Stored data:
//! Values flowing between steps and the lock-protected objects holding them.
//!
//! A [`DataObject`] is the only thing shared across trigger threads. Every
//! read returns a copy of the last fully-written value, so a consumer on
//! another root trigger sees at worst the previous cycle's output, never a
//! half-written one.

use crate::graph::id::StepId;
use crate::graph::sync::lock;
use serde::{Deserialize, Serialize};
use std::collections::BTreeMap;
use std::fmt;
use std::sync::{Condvar, Mutex};
use std::time::{Duration, Instant};

/// Declared semantic type of a slot.
#[derive(Debug, Clone, Copy, PartialEq, Eq, Hash, Serialize, Deserialize)]
pub enum DataType {
    Scalar,
    Matrix,
    Record,
    Flag,
    /// Accepts any value. Useful for pass-through steps such as network writers.
    Any,
}

impl DataType {
    /// Whether a value declared as `source` can flow into a slot declared as `self`.
    ///
    /// `Any` is only accepted on the receiving side; an `Any` source must feed
    /// an `Any` input so mismatches surface when connecting, not mid-cycle.
    pub fn accepts(self, source: DataType) -> bool {
        self == DataType::Any || self == source
    }

    /// Initial value of an output slot of this type.
    pub fn default_value(self) -> DataValue {
        match self {
            DataType::Scalar | DataType::Any => DataValue::Scalar(0.0),
            DataType::Matrix => DataValue::Matrix(Matrix::zeros(1, 1)),
            DataType::Record => DataValue::Record(BTreeMap::new()),
            DataType::Flag => DataValue::Flag(false),
        }
    }
}

impl fmt::Display for DataType {
    fn fmt(&self, f: &mut fmt::Formatter<'_>) -> fmt::Result {
        let name = match self {
            DataType::Scalar => "scalar",
            DataType::Matrix => "matrix",
            DataType::Record => "record",
            DataType::Flag => "flag",
            DataType::Any => "any",
        };
        f.write_str(name)
    }
}

/// Dense row-major matrix of `f64`.
#[derive(Debug, Clone, PartialEq, Serialize, Deserialize)]
pub struct Matrix {
    rows: usize,
    cols: usize,
    data: Vec<f64>,
}

impl Matrix {
    pub fn zeros(rows: usize, cols: usize) -> Self {
        Self {
            rows,
            cols,
            data: vec![0.0; rows * cols],
        }
    }

    /// Build from row-major data. Returns `None` if the length does not match the shape.
    pub fn from_vec(rows: usize, cols: usize, data: Vec<f64>) -> Option<Self> {
        (data.len() == rows * cols).then_some(Self { rows, cols, data })
    }

    pub fn shape(&self) -> (usize, usize) {
        (self.rows, self.cols)
    }

    pub fn get(&self, row: usize, col: usize) -> Option<f64> {
        if row < self.rows && col < self.cols {
            self.data.get(row * self.cols + col).copied()
        } else {
            None
        }
    }

    pub fn as_slice(&self) -> &[f64] {
        &self.data
    }

    pub fn map(&self, f: impl Fn(f64) -> f64) -> Self {
        Self {
            rows: self.rows,
            cols: self.cols,
            data: self.data.iter().map(|&v| f(v)).collect(),
        }
    }

    /// Element-wise combination. `None` on shape mismatch.
    pub fn zip_with(&self, other: &Matrix, f: impl Fn(f64, f64) -> f64) -> Option<Self> {
        if self.shape() != other.shape() {
            return None;
        }
        Some(Self {
            rows: self.rows,
            cols: self.cols,
            data: self
                .data
                .iter()
                .zip(&other.data)
                .map(|(&a, &b)| f(a, b))
                .collect(),
        })
    }
}

/// A value produced by a step.
#[derive(Debug, Clone, PartialEq, Serialize, Deserialize)]
pub enum DataValue {
    Scalar(f64),
    Matrix(Matrix),
    Record(BTreeMap<String, f64>),
    Flag(bool),
}

impl DataValue {
    pub fn data_type(&self) -> DataType {
        match self {
            DataValue::Scalar(_) => DataType::Scalar,
            DataValue::Matrix(_) => DataType::Matrix,
            DataValue::Record(_) => DataType::Record,
            DataValue::Flag(_) => DataType::Flag,
        }
    }

    pub fn as_scalar(&self) -> Option<f64> {
        match self {
            DataValue::Scalar(v) => Some(*v),
            _ => None,
        }
    }

    pub fn as_matrix(&self) -> Option<&Matrix> {
        match self {
            DataValue::Matrix(m) => Some(m),
            _ => None,
        }
    }

    pub fn as_flag(&self) -> Option<bool> {
        match self {
            DataValue::Flag(b) => Some(*b),
            _ => None,
        }
    }

    /// Apply `f` to every numeric element. Flags and record keys are left as-is.
    pub fn map_numeric(&self, f: impl Fn(f64) -> f64) -> DataValue {
        match self {
            DataValue::Scalar(v) => DataValue::Scalar(f(*v)),
            DataValue::Matrix(m) => DataValue::Matrix(m.map(f)),
            DataValue::Record(r) => {
                DataValue::Record(r.iter().map(|(k, &v)| (k.clone(), f(v))).collect())
            }
            DataValue::Flag(b) => DataValue::Flag(*b),
        }
    }
}

impl From<f64> for DataValue {
    fn from(v: f64) -> Self {
        DataValue::Scalar(v)
    }
}

impl From<Matrix> for DataValue {
    fn from(m: Matrix) -> Self {
        DataValue::Matrix(m)
    }
}

impl From<bool> for DataValue {
    fn from(b: bool) -> Self {
        DataValue::Flag(b)
    }
}

struct DataState {
    value: DataValue,
    changed: bool,
    version: u64,
}

/// Lock-protected container for one slot's value.
pub struct DataObject {
    name: String,
    data_type: DataType,
    owner: Option<StepId>,
    state: Mutex<DataState>,
    written: Condvar,
}

impl DataObject {
    pub fn new(
        name: impl Into<String>,
        data_type: DataType,
        initial: DataValue,
        owner: Option<StepId>,
    ) -> Self {
        Self {
            name: name.into(),
            data_type,
            owner,
            state: Mutex::new(DataState {
                value: initial,
                changed: false,
                version: 0,
            }),
            written: Condvar::new(),
        }
    }

    pub fn name(&self) -> &str {
        &self.name
    }

    pub fn data_type(&self) -> DataType {
        self.data_type
    }

    /// The step that writes this object, or `None` for external inputs.
    pub fn owner(&self) -> Option<StepId> {
        self.owner
    }

    /// Copy of the last fully-written value.
    pub fn read(&self) -> DataValue {
        lock(&self.state).value.clone()
    }

    /// Run `f` against the current value while holding the lock.
    pub fn with_value<R>(&self, f: impl FnOnce(&DataValue) -> R) -> R {
        f(&lock(&self.state).value)
    }

    /// Store a new value, mark it changed and wake one blocked reader.
    pub fn write(&self, value: DataValue) {
        debug_assert!(
            self.data_type.accepts(value.data_type()),
            "slot '{}' declared {} but was written {}",
            self.name,
            self.data_type,
            value.data_type()
        );
        {
            let mut state = lock(&self.state);
            state.value = value;
            state.changed = true;
            state.version += 1;
        }
        self.written.notify_one();
    }

    /// Number of writes so far.
    pub fn version(&self) -> u64 {
        lock(&self.state).version
    }

    pub fn is_changed(&self) -> bool {
        lock(&self.state).changed
    }

    /// Read and clear the changed flag.
    pub fn take_changed(&self) -> bool {
        std::mem::take(&mut lock(&self.state).changed)
    }

    /// Block until a write newer than `since_version` lands, or `timeout` elapses.
    ///
    /// Returns the new value and its version.
    pub fn wait_for_write(&self, since_version: u64, timeout: Duration) -> Option<(DataValue, u64)> {
        let deadline = Instant::now() + timeout;
        let mut state = lock(&self.state);
        while state.version <= since_version {
            let remaining = deadline.checked_duration_since(Instant::now())?;
            let (guard, result) = self
                .written
                .wait_timeout(state, remaining)
                .unwrap_or_else(std::sync::PoisonError::into_inner);
            state = guard;
            if result.timed_out() && state.version <= since_version {
                return None;
            }
        }
        Some((state.value.clone(), state.version))
    }
}

impl fmt::Debug for DataObject {
    fn fmt(&self, f: &mut fmt::Formatter<'_>) -> fmt::Result {
        f.debug_struct("DataObject")
            .field("name", &self.name)
            .field("data_type", &self.data_type)
            .field("owner", &self.owner)
            .field("version", &self.version())
            .finish()
    }
}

*WHAT THE TASK ASKS:* Reproduce every line from the preceding data in which the word "cycle" can be found.

*RESPONSE AREA:*
//! another root trigger sees at worst the previous cycle's output, never a
    /// an `Any` input so mismatches surface when connecting, not mid-cycle.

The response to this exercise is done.